White birch survival tips:
- The paper-like bark works well as a firestarter.
- The sap is sweet and drinkable.
- You can make a wintergreen-flavored tea by brewing the bark or thin branches.
- The fungus that grows almost exclusively on the white birch is excellent tinder.
- When heated over a fire, the tar extracted from the bark make a strong natural adhesive.
- You can fashion containers for food or liquids from the bark.
2. American Basswood
The American basswood (also called the American linden) is common to the eastern United States and often grows near creeks, streams, and ponds. Basswoods have large, toothed leaves. A leaf that is shaped like a tongue emerges at the base of the regular heart-shaped leaves on mature basswoods. Small, nut-like fruits hang from these “tongue” leaves during the summer months.
Basswood survival tips:
- The inner fibers of basswood bark can be twisted into a sturdy rope.
- Basswood leaves are edible and are especially flavorful in the spring.
- The tree’s inner bark layer also is edible and has a sweet taste.
- Basswood is soft and is useful as friction firewood.
- It also is easy to carve.
3. White Pine (and other pines)
- Image via Leonard214 / CC BY-SA 3.0
As an evergreen tree, the white pine has needle-like leaves and produces cones rather than flowers. White pines are native to northern central and northeastern North America.
White pine survival tips:
- The inner layers of the white pine bark are edible.
- You can boil the needles to make a tea that is rich in Vitamin C. Steep a teaspoonful of chopped pine needles in a cup of hot water for 10 minutes.

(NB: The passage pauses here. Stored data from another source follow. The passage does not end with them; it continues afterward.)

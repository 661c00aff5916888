use crate::plugin::SttPlugin;
use crate::types::{Hypothesis, TranscriptionEvent};
use autopilot_audio::AudioFrame;
use autopilot_corpus::normalize;
use autopilot_foundation::{PilotError, ShutdownSignal};
use autopilot_telemetry::PipelineMetrics;
use crossbeam_channel::{Receiver, RecvTimeoutError, Sender};
use std::sync::atomic::Ordering;
use std::sync::Arc;
use std::time::Duration;
use tracing::{debug, warn};

/// Drives an [`SttPlugin`] off `audio_q`, dedupes consecutive partials that
/// normalize identically, and forwards settled [`Hypothesis`]es to the
/// matcher's `speech_q`. Meant to own its own OS thread (spec §5); the
/// plugin's async methods are driven through a small current-thread Tokio
/// runtime so a blocking STT backend doesn't need a surrounding executor.
pub struct RecognizerWorker<P: SttPlugin> {
    plugin: P,
    metrics: Arc<PipelineMetrics>,
}

impl<P: SttPlugin> RecognizerWorker<P> {
    pub fn new(plugin: P, metrics: Arc<PipelineMetrics>) -> Self {
        Self { plugin, metrics }
    }

    pub fn run(
        mut self,
        audio_q: Receiver<AudioFrame>,
        speech_q: Sender<Hypothesis>,
        shutdown: ShutdownSignal,
    ) -> Result<(), PilotError> {
        let rt = tokio::runtime::Builder::new_current_thread()
            .enable_time()
            .build()
            .map_err(|e| PilotError::Fatal(format!("failed to start recognizer runtime: {e}")))?;

        let mut in_utterance = false;
        let mut last_normalized: Option<String> = None;

        loop {
            if shutdown.is_cancelled() {
                break;
            }
            match audio_q.recv_timeout(Duration::from_millis(200)) {
                Ok(frame) => {
                    if frame.speech {
                        in_utterance = true;
                        if let Some(event) = rt.block_on(self.plugin.accept_frame(&frame.samples))?
                        {
                            self.emit(event, &speech_q, &mut last_normalized);
                        }
                    } else if in_utterance {
                        in_utterance = false;
                        if let Some(event) = rt.block_on(self.plugin.finalize_utterance())? {
                            self.emit(event, &speech_q, &mut last_normalized);
                        }
                        self.plugin.reset();
                        last_normalized = None;
                    }
                }
                Err(RecvTimeoutError::Timeout) => continue,
                Err(RecvTimeoutError::Disconnected) => break,
            }
        }
        Ok(())
    }

    fn emit(
        &self,
        event: TranscriptionEvent,
        speech_q: &Sender<Hypothesis>,
        last_normalized: &mut Option<String>,
    ) {
        let hypothesis: Hypothesis = event.into();
        let normalized = normalize(&hypothesis.text);
        let is_repeat = last_normalized.as_deref() == Some(normalized.as_str());
        self.metrics.record_hypothesis(is_repeat);

        if is_repeat && !hypothesis.is_final {
            debug!(text = %hypothesis.text, "deduped repeat partial");
            return;
        }
        *last_normalized = Some(normalized);

        // Navigation only ever cares about the latest hypothesis (spec §5), so
        // a full speech_q yields to it by evicting the oldest queued entry
        // rather than discarding this one.
        if let Err(err) = speech_q.try_send(hypothesis) {
            match err {
                crossbeam_channel::TrySendError::Full(hypothesis) => {
                    self.metrics
                        .hypotheses_dropped
                        .fetch_add(1, Ordering::Relaxed);
                    warn!("speech_q full, dropping oldest hypothesis");
                    let _ = speech_q.try_recv();
                    if speech_q.try_send(hypothesis).is_err() {
                        warn!("speech_q still full after eviction, dropped hypothesis");
                    }
                }
                crossbeam_channel::TrySendError::Disconnected(_) => {
                    warn!("speech_q disconnected, dropped hypothesis");
                }
            }
        }
    }
}
pub mod mock;
pub mod plugin;
pub mod types;
#[cfg(feature = "vosk")]
pub mod vosk_plugin;
pub mod worker;

pub use mock::MockSttPlugin;
pub use plugin::SttPlugin;
pub use types::{Hypothesis, TranscriptionEvent};
pub use worker::RecognizerWorker;
#[cfg(feature = "vosk")]
pub use vosk_plugin::VoskSttPlugin;
use crate::types::TranscriptionEvent;
use async_trait::async_trait;
use autopilot_foundation::SttError;

/// Common interface for speech recognition backends. Audio arrives as
/// fixed-size 16kHz mono frames already gated by VAD; a plugin buffers what
/// it needs internally and emits partials as confidence allows, finals on
/// [`SttPlugin::finalize_utterance`].
#[async_trait]
pub trait SttPlugin: Send {
    fn id(&self) -> &'static str;

    async fn accept_frame(
        &mut self,
        samples: &[i16],
    ) -> Result<Option<TranscriptionEvent>, SttError>;

    async fn finalize_utterance(&mut self) -> Result<Option<TranscriptionEvent>, SttError>;

    fn reset(&mut self);
}
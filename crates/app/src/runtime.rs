//! Wires the three pipeline stages (spec §5) onto their own OS threads and
//! hands back a handle `main` can hold for the lifetime of the process.

use crate::config::Settings;
use async_trait::async_trait;
use autopilot_actuator::{Actuator, KeypressActuator, NoOpActuator};
use autopilot_audio::{AudioStreamer, AudioStreamerConfig};
use autopilot_corpus::{load_corpus, Corpus};
use autopilot_foundation::{PilotError, ShutdownSignal, SttError};
use autopilot_match::{HashingEmbedder, SpeechMatcher};
use autopilot_nav::{Decision, NavigatorConfig, RealtimeNavigator};
use autopilot_stt::{Hypothesis, MockSttPlugin, RecognizerWorker, SttPlugin, TranscriptionEvent};
use autopilot_telemetry::PipelineMetrics;
use autopilot_vad::VadConfig;
use std::sync::Arc;
use std::thread::JoinHandle;
use tracing::info;

#[cfg(feature = "vosk")]
use autopilot_stt::VoskSttPlugin;

const AUDIO_QUEUE_CAPACITY: usize = 64;
const SPEECH_QUEUE_CAPACITY: usize = 16;

/// Selects the recognizer backend at startup instead of monomorphizing
/// `RecognizerWorker` per backend, mirroring the reference's plugin
/// selection layer without dragging its full registry/failover machinery
/// in (spec's Non-goals exclude multi-backend failover).
enum SttBackend {
    Mock(MockSttPlugin),
    #[cfg(feature = "vosk")]
    Vosk(VoskSttPlugin),
}

#[async_trait]
impl SttPlugin for SttBackend {
    fn id(&self) -> &'static str {
        match self {
            SttBackend::Mock(p) => p.id(),
            #[cfg(feature = "vosk")]
            SttBackend::Vosk(p) => p.id(),
        }
    }

    async fn accept_frame(
        &mut self,
        samples: &[i16],
    ) -> Result<Option<TranscriptionEvent>, SttError> {
        match self {
            SttBackend::Mock(p) => p.accept_frame(samples).await,
            #[cfg(feature = "vosk")]
            SttBackend::Vosk(p) => p.accept_frame(samples).await,
        }
    }

    async fn finalize_utterance(&mut self) -> Result<Option<TranscriptionEvent>, SttError> {
        match self {
            SttBackend::Mock(p) => p.finalize_utterance().await,
            #[cfg(feature = "vosk")]
            SttBackend::Vosk(p) => p.finalize_utterance().await,
        }
    }

    fn reset(&mut self) {
        match self {
            SttBackend::Mock(p) => p.reset(),
            #[cfg(feature = "vosk")]
            SttBackend::Vosk(p) => p.reset(),
        }
    }
}

fn build_stt_backend(settings: &Settings) -> SttBackend {
    #[cfg(feature = "vosk")]
    if let Some(path) = &settings.stt_model_path {
        return SttBackend::Vosk(VoskSttPlugin::new(path, settings.sample_rate_hz as f32));
    }
    let _ = settings;
    SttBackend::Mock(MockSttPlugin::new(Vec::new()))
}

fn build_actuator(settings: &Settings) -> Arc<dyn Actuator> {
    match settings.actuator.as_str() {
        "noop" => Arc::new(NoOpActuator::new()),
        _ => Arc::new(KeypressActuator::new()),
    }
}

/// Everything `main` needs to keep alive and eventually tear down. Dropping
/// `_audio_streamer` stops the microphone stream; the two worker threads
/// exit once `shutdown` is cancelled and their channels observe it.
pub struct AppHandle {
    pub metrics: Arc<PipelineMetrics>,
    _audio_streamer: AudioStreamer,
    stt_handle: JoinHandle<Result<(), PilotError>>,
    nav_handle: JoinHandle<Result<(), PilotError>>,
}

impl AppHandle {
    pub fn shutdown(self, shutdown: ShutdownSignal) {
        shutdown.cancel();
        if let Err(err) = self.stt_handle.join() {
            tracing::warn!(?err, "recognizer thread panicked during shutdown");
        }
        if let Err(err) = self.nav_handle.join() {
            tracing::warn!(?err, "navigation thread panicked during shutdown");
        }
    }
}

pub fn start(settings: &Settings, shutdown: ShutdownSignal) -> Result<AppHandle, PilotError> {
    let corpus: Arc<Corpus> =
        Arc::new(load_corpus(&settings.transcript_path, &settings.chunks_path)?);
    info!(chunks = corpus.len_chunks(), "corpus loaded");

    let metrics = Arc::new(PipelineMetrics::default());
    let (audio_tx, audio_rx) = crossbeam_channel::bounded(AUDIO_QUEUE_CAPACITY);
    let (speech_tx, speech_rx) = crossbeam_channel::bounded::<Hypothesis>(SPEECH_QUEUE_CAPACITY);

    let vad = VadConfig {
        aggressiveness: settings.vad_aggressiveness,
        sample_rate_hz: settings.sample_rate_hz,
        frame_size_samples: (settings.sample_rate_hz as u64 * settings.frame_duration_ms as u64
            / 1000) as usize,
        hangover_frames: settings.hangover_frames,
    };
    let mut audio_streamer = AudioStreamer::new(AudioStreamerConfig {
        device_name: settings.device.clone(),
        vad,
        hangover_frames: settings.hangover_frames,
    });
    audio_streamer.start(audio_tx, metrics.clone())?;

    let stt_plugin = build_stt_backend(settings);
    let recognizer = RecognizerWorker::new(stt_plugin, metrics.clone());
    let stt_shutdown = shutdown.clone();
    let stt_handle = std::thread::Builder::new()
        .name("autopilot-recognizer".into())
        .spawn(move || recognizer.run(audio_rx, speech_tx, stt_shutdown))
        .map_err(|e| PilotError::Fatal(format!("failed to spawn recognizer thread: {e}")))?;

    let embedder = Box::new(HashingEmbedder::new(settings.embedding_dim));
    let matcher = SpeechMatcher::with_top_k(corpus.clone(), embedder, settings.top_k)?;
    let navigator_config = NavigatorConfig {
        min_confidence: settings.min_confidence,
    };
    let navigator = RealtimeNavigator::new(corpus, matcher, navigator_config);
    let actuator = build_actuator(settings);
    let nav_metrics = metrics.clone();
    let nav_shutdown = shutdown.clone();
    let nav_handle = std::thread::Builder::new()
        .name("autopilot-navigator".into())
        .spawn(move || run_navigation_worker(navigator, actuator, speech_rx, nav_shutdown, nav_metrics))
        .map_err(|e| PilotError::Fatal(format!("failed to spawn navigation thread: {e}")))?;

    Ok(AppHandle {
        metrics,
        _audio_streamer: audio_streamer,
        stt_handle,
        nav_handle,
    })
}

/// Thread C (spec §5): turns settled hypotheses into navigation decisions
/// and, on `Forward`, a single actuator call advancing by the delta from
/// the previous position.
fn run_navigation_worker(
    mut navigator: RealtimeNavigator,
    actuator: Arc<dyn Actuator>,
    speech_q: crossbeam_channel::Receiver<Hypothesis>,
    shutdown: ShutdownSignal,
    metrics: Arc<PipelineMetrics>,
) -> Result<(), PilotError> {
    let rt = tokio::runtime::Builder::new_current_thread()
        .build()
        .map_err(|e| PilotError::Fatal(format!("failed to start navigator runtime: {e}")))?;

    loop {
        if shutdown.is_cancelled() {
            break;
        }
        match speech_q.recv_timeout(std::time::Duration::from_millis(200)) {
            Ok(hypothesis) => {
                let previous = navigator.current_idx();
                let decision = navigator.decide(&hypothesis.text);
                metrics.record_decision(matches!(decision, Decision::Forward(_)));
                if let Decision::Forward(new_idx) = decision {
                    let delta = new_idx.saturating_sub(previous);
                    if delta > 0 {
                        if let Err(err) = rt.block_on(actuator.advance(delta)) {
                            tracing::warn!(?err, "actuator advance failed");
                        }
                    }
                }
            }
            Err(crossbeam_channel::RecvTimeoutError::Timeout) => continue,
            Err(crossbeam_channel::RecvTimeoutError::Disconnected) => break,
        }
    }
    Ok(())
}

- The tree’s resin is flammable and makes a useful fire starter when mixed with other tinder.
- Pine needles also make excellent fire fuel.

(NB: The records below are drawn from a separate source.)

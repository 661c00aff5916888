pub mod keypress;
pub mod noop;
pub mod traits;

pub use keypress::KeypressActuator;
pub use noop::NoOpActuator;
pub use traits::Actuator;
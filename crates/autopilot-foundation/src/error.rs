use std::time::Duration;
use thiserror::Error;

#[derive(Error, Debug)]
pub enum PilotError {
    #[error(transparent)]
    Audio(#[from] AudioError),

    #[error(transparent)]
    Config(#[from] ConfigError),

    #[error(transparent)]
    Stt(#[from] SttError),

    #[error(transparent)]
    Vad(#[from] VadError),

    #[error(transparent)]
    Corpus(#[from] CorpusError),

    #[error(transparent)]
    Match(#[from] MatchError),

    #[error(transparent)]
    Actuator(#[from] ActuatorError),

    #[error("Component failed health check: {component}")]
    HealthCheckFailed { component: String },

    #[error("Shutdown requested")]
    ShutdownRequested,

    #[error("Fatal error, cannot recover: {0}")]
    Fatal(String),

    #[error("Transient error, will retry: {0}")]
    Transient(String),
}

impl From<tokio::task::JoinError> for PilotError {
    fn from(err: tokio::task::JoinError) -> Self {
        PilotError::Transient(format!("Task join failed: {}", err))
    }
}

#[derive(Debug, Error)]
pub enum AudioError {
    #[error("Device not found: {name:?}")]
    DeviceNotFound { name: Option<String> },

    #[error("Device disconnected")]
    DeviceDisconnected,

    #[error("Format not supported: {format}")]
    FormatNotSupported { format: String },

    #[error("Queue full, dropped frame (count now {count})")]
    QueueFull { count: u64 },

    #[error("CPAL error: {0}")]
    Cpal(#[from] cpal::StreamError),

    #[error("Build stream error: {0}")]
    BuildStream(#[from] cpal::BuildStreamError),

    #[error("Play stream error: {0}")]
    PlayStream(#[from] cpal::PlayStreamError),

    #[error("Supported stream configs error: {0}")]
    SupportedStreamConfigs(#[from] cpal::SupportedStreamConfigsError),

    #[error("Fatal error, cannot recover: {0}")]
    Fatal(String),
}

#[derive(Debug, Error)]
pub enum SttError {
    #[error("Plugin not available: {plugin}: {reason}")]
    NotAvailable { plugin: String, reason: String },

    #[error("Transcription failed: {0}")]
    TranscriptionFailed(String),

    #[error("Engine init failed: {0}")]
    InitFailed(String),

    #[error("Model not found: {path}")]
    ModelNotFound { path: String },
}

#[derive(Debug, Error)]
pub enum VadError {
    #[error("Processing failed: {0}")]
    ProcessingFailed(String),

    #[error("Invalid frame size: expected {expected}, got {actual}")]
    InvalidFrameSize { expected: usize, actual: usize },
}

#[derive(Debug, Error)]
pub enum ConfigError {
    #[error("Configuration parsing error: {0}")]
    Parse(#[from] config::ConfigError),

    #[error("Validation failed: {field}: {reason}")]
    Validation { field: String, reason: String },

    #[error("Missing required field: {0}")]
    MissingField(String),
}

#[derive(Debug, Error)]
pub enum CorpusError {
    #[error("Failed to read {path}: {source}")]
    Io {
        path: String,
        #[source]
        source: std::io::Error,
    },

    #[error("Failed to parse {path}: {source}")]
    Parse {
        path: String,
        #[source]
        source: serde_json::Error,
    },

    #[error("Invariant violated in {field}: {reason}")]
    Invariant { field: String, reason: String },
}

#[derive(Debug, Error)]
pub enum MatchError {
    #[error("Embedding failed: {0}")]
    EmbeddingFailed(String),
}

#[derive(Debug, Error)]
pub enum ActuatorError {
    #[error("Actuator backend unavailable: {0}")]
    Unavailable(String),

    #[error("Advance failed: {0}")]
    AdvanceFailed(String),
}

#[derive(Debug, Clone)]
pub enum RecoveryStrategy {
    Retry { max_attempts: u32, delay: Duration },
    Fallback { to: String },
    Restart,
    Ignore,
    Fatal,
}

impl PilotError {
    pub fn recovery_strategy(&self) -> RecoveryStrategy {
        match self {
            PilotError::Audio(AudioError::DeviceDisconnected) => RecoveryStrategy::Retry {
                max_attempts: 5,
                delay: Duration::from_secs(2),
            },
            PilotError::Audio(AudioError::DeviceNotFound { .. }) => RecoveryStrategy::Fallback {
                to: "default".into(),
            },
            PilotError::Audio(AudioError::QueueFull { .. }) => RecoveryStrategy::Ignore,
            PilotError::Match(MatchError::EmbeddingFailed(_)) => RecoveryStrategy::Ignore,
            PilotError::Fatal(_) | PilotError::ShutdownRequested => RecoveryStrategy::Fatal,
            _ => RecoveryStrategy::Restart,
        }
    }
}
use crate::traits::Actuator;
use async_trait::async_trait;
use autopilot_foundation::ActuatorError;
use tracing::trace;

/// Records advances instead of acting on them. Used in tests and in any
/// headless/dry-run mode.
#[derive(Default)]
pub struct NoOpActuator {
    calls: std::sync::atomic::AtomicU32,
}

impl NoOpActuator {
    pub fn new() -> Self {
        Self::default()
    }

    pub fn calls(&self) -> u32 {
        self.calls.load(std::sync::atomic::Ordering::Relaxed)
    }
}

#[async_trait]
impl Actuator for NoOpActuator {
    async fn advance(&self, count: u32) -> Result<(), ActuatorError> {
        trace!(count, "NoOpActuator: pretending to advance");
        self.calls
            .fetch_add(count, std::sync::atomic::Ordering::Relaxed);
        Ok(())
    }
}

#[cfg(test)]
mod tests {
    use super::*;

    #[tokio::test]
    async fn accumulates_advance_counts() {
        let actuator = NoOpActuator::new();
        actuator.advance(2).await.unwrap();
        actuator.advance(1).await.unwrap();
        assert_eq!(actuator.calls(), 3);
    }
}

- You can mix the resin with charcoal to make a strong, waterproof glue.
- Edible pine nuts come from the cones.
- Pine needles and pine boughs can be used for bedding material.
- Pine boughs also do well as natural insulation in survival shelters.
- Surface roots of the white pine are pliable and durable and can be fashioned into ropes.
- Pine resin is an insect repellent. Collect some in a tin container and light it to keep bugs at bay.
- The bark of young pine branches is edible.
- Young male pine cones also are edible.
4. White Oak (and other oak trees)
The majestic white oak tree is native to eastern and central North America. It is easy to spot oak trees in mid- to late- summer because of their size and all the acorns they drop. Acorns are extremely useful in a survival situation. All acorns have bitter-tasting tannic acid, but it can be removed through a simple leaching process.
White oak acorns tend to have less tannic acid than other acorns, and their shell is harder and easier to remove than red acorns. While red oak trees have pointed leaf lobes, white oaks have leaf lobes that are rounded.
White oak survival tips:
- After leaching out the tannic acid, you can grind acorns to make flour. Here is a video that shows this process for both white acorns and red oak acorns.
- Save the tannic acid to use as an antiseptic wash.
- Leached and ground acorns also can be used as a coffee substitute.
- Oakwood is firm and hard and is useful for many survival purposes, including shelter frameworks, ax handles and shovel sticks.
- Dried, white oak flowers are useful as tinder.
5. Sugar Maple (and other maples)
- Image via Kyle Lawrence / CC BY-SA 3.0
Known for its large leaves that change into bright reds and oranges in the fall, the sugar maple offers many survival benefits. Not the least of these is its tasty syrup. Abundant in the eastern woodlands of North American, the sugar maple has leaves with five lobes and pointed tips. Young maple trees have smooth bark that has a silvery color.
Sugar maple survival tips:
- The sap of the sugar maple, which runs in late winter and early spring is a natural energy drink rich in sugar and nutrients.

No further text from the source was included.